Stored data
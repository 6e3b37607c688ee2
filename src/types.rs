use std::fmt;
use std::str::FromStr;

use serde::{Deserialize, Serialize};
use time::{serde::rfc3339, OffsetDateTime};
use uuid::Uuid;

pub type UserId = Uuid;

#[derive(Debug, thiserror::Error)]
#[error("unknown {kind}: {value}")]
pub struct UnknownVariant {
    kind: &'static str,
    value: String,
}

macro_rules! text_enum {
    ($name:ident, $kind:literal, { $($variant:ident => $text:literal),+ $(,)? }) => {
        impl $name {
            pub fn as_str(self) -> &'static str {
                match self {
                    $($name::$variant => $text,)+
                }
            }
        }

        impl FromStr for $name {
            type Err = UnknownVariant;

            fn from_str(value: &str) -> Result<Self, Self::Err> {
                match value {
                    $($text => Ok($name::$variant),)+
                    other => Err(UnknownVariant { kind: $kind, value: other.to_string() }),
                }
            }
        }

        impl fmt::Display for $name {
            fn fmt(&self, f: &mut fmt::Formatter<'_>) -> fmt::Result {
                f.write_str(self.as_str())
            }
        }
    };
}

/// The four steps every module walks through, in order.
#[derive(Debug, Clone, Copy, PartialEq, Eq, Hash, Serialize, Deserialize)]
#[serde(rename_all = "snake_case")]
pub enum StepType {
    SocraticDialogue,
    PromptWriting,
    ComparisonLab,
    ReflectionJournal,
}

text_enum!(StepType, "step type", {
    SocraticDialogue => "socratic_dialogue",
    PromptWriting => "prompt_writing",
    ComparisonLab => "comparison_lab",
    ReflectionJournal => "reflection_journal",
});

impl StepType {
    pub const ORDER: [StepType; 4] = [
        StepType::SocraticDialogue,
        StepType::PromptWriting,
        StepType::ComparisonLab,
        StepType::ReflectionJournal,
    ];

    pub fn index(self) -> usize {
        match self {
            StepType::SocraticDialogue => 0,
            StepType::PromptWriting => 1,
            StepType::ComparisonLab => 2,
            StepType::ReflectionJournal => 3,
        }
    }

    pub fn title(self) -> &'static str {
        match self {
            StepType::SocraticDialogue => "소크라테스 대화",
            StepType::PromptWriting => "프롬프트 작성",
            StepType::ComparisonLab => "비교 실험실",
            StepType::ReflectionJournal => "성찰 저널",
        }
    }
}

#[derive(Debug, Clone, Copy, PartialEq, Eq, Serialize, Deserialize)]
#[serde(rename_all = "snake_case")]
pub enum ProgressStatus {
    NotStarted,
    InProgress,
    Completed,
}

text_enum!(ProgressStatus, "progress status", {
    NotStarted => "not_started",
    InProgress => "in_progress",
    Completed => "completed",
});

#[derive(Debug, Clone, Copy, PartialEq, Eq, Serialize, Deserialize)]
#[serde(rename_all = "lowercase")]
pub enum MessageRole {
    Tutor,
    Student,
}

#[derive(Debug, Clone, Copy, PartialEq, Eq, Serialize, Deserialize)]
#[serde(rename_all = "lowercase")]
pub enum QuestionType {
    Exploration,
    Clarification,
    Assumption,
    Consequence,
    Reflection,
}

text_enum!(QuestionType, "question type", {
    Exploration => "exploration",
    Clarification => "clarification",
    Assumption => "assumption",
    Consequence => "consequence",
    Reflection => "reflection",
});

#[derive(Debug, Clone, Serialize, Deserialize, sqlx::FromRow)]
#[serde(rename_all = "camelCase")]
pub struct Module {
    pub id: Uuid,
    pub slug: String,
    pub title: String,
    pub title_en: Option<String>,
    pub description: Option<String>,
    pub description_en: Option<String>,
    pub techniques: Vec<String>,
    pub policy_context: String,
    pub order_index: i32,
    pub is_active: bool,
    pub prerequisite_module_id: Option<Uuid>,
}

#[derive(Debug, Clone, Serialize, Deserialize, sqlx::FromRow)]
#[serde(rename_all = "camelCase")]
pub struct Scenario {
    pub id: Uuid,
    pub module_id: Uuid,
    pub title: String,
    pub title_en: Option<String>,
    pub category: String,
    pub context: String,
    pub context_en: Option<String>,
    pub is_active: bool,
}

/// One scripted question of a module's Socratic dialogue.
#[derive(Debug, Clone, PartialEq, Eq, Serialize, Deserialize)]
#[serde(rename_all = "camelCase")]
pub struct SocraticQuestion {
    pub module_id: Uuid,
    pub order_index: i32,
    pub question_type: QuestionType,
    pub question_text: String,
}

/// A learner's progress through one module.
///
/// `current_step` is `None` both before the module is started and after it
/// has been completed; `status` tells the two apart.
#[derive(Debug, Clone, Serialize, Deserialize)]
#[serde(rename_all = "camelCase")]
pub struct UserProgress {
    pub id: Uuid,
    pub user_id: UserId,
    pub module_id: Uuid,
    pub current_step: Option<StepType>,
    pub status: ProgressStatus,
    #[serde(with = "rfc3339::option")]
    pub started_at: Option<OffsetDateTime>,
    #[serde(with = "rfc3339::option")]
    pub completed_at: Option<OffsetDateTime>,
    pub score: Option<i32>,
}

impl UserProgress {
    pub fn is_completed(&self) -> bool {
        self.status == ProgressStatus::Completed
    }
}

#[derive(Debug, Clone, PartialEq, Serialize, Deserialize)]
#[serde(rename_all = "camelCase")]
pub struct Message {
    pub role: MessageRole,
    pub content: String,
    #[serde(default, skip_serializing_if = "Option::is_none")]
    pub question_type: Option<QuestionType>,
    #[serde(with = "rfc3339")]
    pub timestamp: OffsetDateTime,
}

impl Message {
    pub fn tutor(content: impl Into<String>, question_type: QuestionType) -> Self {
        Self {
            role: MessageRole::Tutor,
            content: content.into(),
            question_type: Some(question_type),
            timestamp: OffsetDateTime::now_utc(),
        }
    }

    pub fn student(content: impl Into<String>) -> Self {
        Self {
            role: MessageRole::Student,
            content: content.into(),
            question_type: None,
            timestamp: OffsetDateTime::now_utc(),
        }
    }
}

#[derive(Debug, Clone, Serialize, Deserialize)]
#[serde(rename_all = "camelCase")]
pub struct Dialogue {
    pub id: Uuid,
    pub progress_id: Uuid,
    pub messages: Vec<Message>,
    pub is_completed: bool,
    #[serde(with = "rfc3339")]
    pub created_at: OffsetDateTime,
    #[serde(with = "rfc3339")]
    pub updated_at: OffsetDateTime,
}

impl Dialogue {
    pub fn student_turns(&self) -> usize {
        self.messages
            .iter()
            .filter(|m| m.role == MessageRole::Student)
            .count()
    }

    pub fn first_tutor_message(&self) -> Option<&Message> {
        self.messages.iter().find(|m| m.role == MessageRole::Tutor)
    }
}

#[derive(Debug, Clone, Serialize, Deserialize)]
#[serde(rename_all = "camelCase")]
pub struct TechniqueBadge {
    pub user_id: UserId,
    pub technique: String,
    pub module_id: Uuid,
    #[serde(with = "rfc3339")]
    pub earned_at: OffsetDateTime,
}

/// A prompt-writing draft or reflection-journal entry.
#[derive(Debug, Clone, Serialize, Deserialize)]
#[serde(rename_all = "camelCase")]
pub struct Submission {
    pub id: Uuid,
    pub progress_id: Uuid,
    pub user_id: UserId,
    pub module_id: Uuid,
    pub step_type: StepType,
    pub content: String,
    #[serde(with = "rfc3339")]
    pub created_at: OffsetDateTime,
}
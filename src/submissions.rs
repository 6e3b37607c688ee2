use std::collections::HashMap;

use serde::{Deserialize, Serialize};
use time::OffsetDateTime;
use tracing::info;
use uuid::Uuid;

use crate::error::AppError;
use crate::store::Store;
use crate::types::{StepType, Submission, UserId};

#[derive(Debug, Deserialize)]
#[serde(rename_all = "camelCase")]
pub struct SubmitWorkRequest {
    pub step_type: StepType,
    pub content: String,
}

#[derive(Debug, Deserialize)]
#[serde(rename_all = "camelCase")]
pub struct SubmissionFilter {
    pub step_type: Option<StepType>,
}

#[derive(Debug, Serialize)]
#[serde(rename_all = "camelCase")]
pub struct SubmissionView {
    #[serde(flatten)]
    pub submission: Submission,
    pub module_title: String,
}

/// Save a prompt draft or a journal entry against a learner's progress.
pub async fn submit_work(
    store: &dyn Store,
    progress_id: Uuid,
    step: StepType,
    content: &str,
    actor: UserId,
) -> Result<Submission, AppError> {
    let progress = store
        .progress(progress_id)
        .await?
        .filter(|p| p.user_id == actor)
        .ok_or(AppError::NotFound("progress"))?;

    if step == StepType::SocraticDialogue {
        return Err(AppError::Validation(
            "socratic_dialogue work is recorded in the dialogue transcript".into(),
        ));
    }
    let content = content.trim();
    if content.is_empty() {
        return Err(AppError::Validation("content must not be empty".into()));
    }

    let submission = Submission {
        id: Uuid::new_v4(),
        progress_id: progress.id,
        user_id: actor,
        module_id: progress.module_id,
        step_type: step,
        content: content.to_string(),
        created_at: OffsetDateTime::now_utc(),
    };
    store.insert_submission(&submission).await?;

    info!(user_id = %actor, progress_id = %progress.id, step = %step, "work submitted");
    Ok(submission)
}

pub async fn list_submissions(
    store: &dyn Store,
    actor: UserId,
    step: Option<StepType>,
) -> Result<Vec<SubmissionView>, AppError> {
    let submissions = store.submissions(actor, step).await?;

    let mut titles: HashMap<Uuid, String> = HashMap::new();
    let mut views = Vec::with_capacity(submissions.len());
    for submission in submissions {
        let module_title = match titles.get(&submission.module_id) {
            Some(title) => title.clone(),
            None => {
                let title = store
                    .module(submission.module_id)
                    .await?
                    .map(|m| m.title)
                    .unwrap_or_default();
                titles.insert(submission.module_id, title.clone());
                title
            }
        };
        views.push(SubmissionView {
            submission,
            module_title,
        });
    }
    Ok(views)
}
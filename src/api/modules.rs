use std::sync::Arc;

use axum::{extract::State, response::Response};
use uuid::Uuid;

use super::extract::{ApiPath, CurrentUser};
use super::{created, ok, AppState};
use crate::error::AppError;
use crate::progression;

#[axum::debug_handler]
pub async fn list_modules(
    State(state): State<Arc<AppState>>,
    CurrentUser(user_id): CurrentUser,
) -> Result<Response, AppError> {
    let overview = progression::modules_overview(state.store.as_ref(), user_id).await?;
    Ok(ok(overview))
}

#[axum::debug_handler]
pub async fn get_module(
    State(state): State<Arc<AppState>>,
    CurrentUser(user_id): CurrentUser,
    ApiPath(module_id): ApiPath<Uuid>,
) -> Result<Response, AppError> {
    let detail = progression::module_detail(state.store.as_ref(), module_id, user_id).await?;
    Ok(ok(detail))
}

#[axum::debug_handler]
pub async fn start_module(
    State(state): State<Arc<AppState>>,
    CurrentUser(user_id): CurrentUser,
    ApiPath(module_id): ApiPath<Uuid>,
) -> Result<Response, AppError> {
    let started = progression::start_module(state.store.as_ref(), module_id, user_id).await?;
    Ok(created(started))
}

INSTRUCTIONS TO FOLLOW: Exact reproduction is required. Give the lines of the data from its first line through the line containing "impl fmt::Display for", and no others.

YOUR RESPONSE:
repository 6e3b37607c688ee2
filename src/types.rs
use std::fmt;
use std::str::FromStr;

use serde::{Deserialize, Serialize};
use time::{serde::rfc3339, OffsetDateTime};
use uuid::Uuid;

pub type UserId = Uuid;

#[derive(Debug, thiserror::Error)]
#[error("unknown {kind}: {value}")]
pub struct UnknownVariant {
    kind: &'static str,
    value: String,
}

macro_rules! text_enum {
    ($name:ident, $kind:literal, { $($variant:ident => $text:literal),+ $(,)? }) => {
        impl $name {
            pub fn as_str(self) -> &'static str {
                match self {
                    $($name::$variant => $text,)+
                }
            }
        }

        impl FromStr for $name {
            type Err = UnknownVariant;

            fn from_str(value: &str) -> Result<Self, Self::Err> {
                match value {
                    $($text => Ok($name::$variant),)+
                    other => Err(UnknownVariant { kind: $kind, value: other.to_string() }),
                }
            }
        }

        impl fmt::Display for $name {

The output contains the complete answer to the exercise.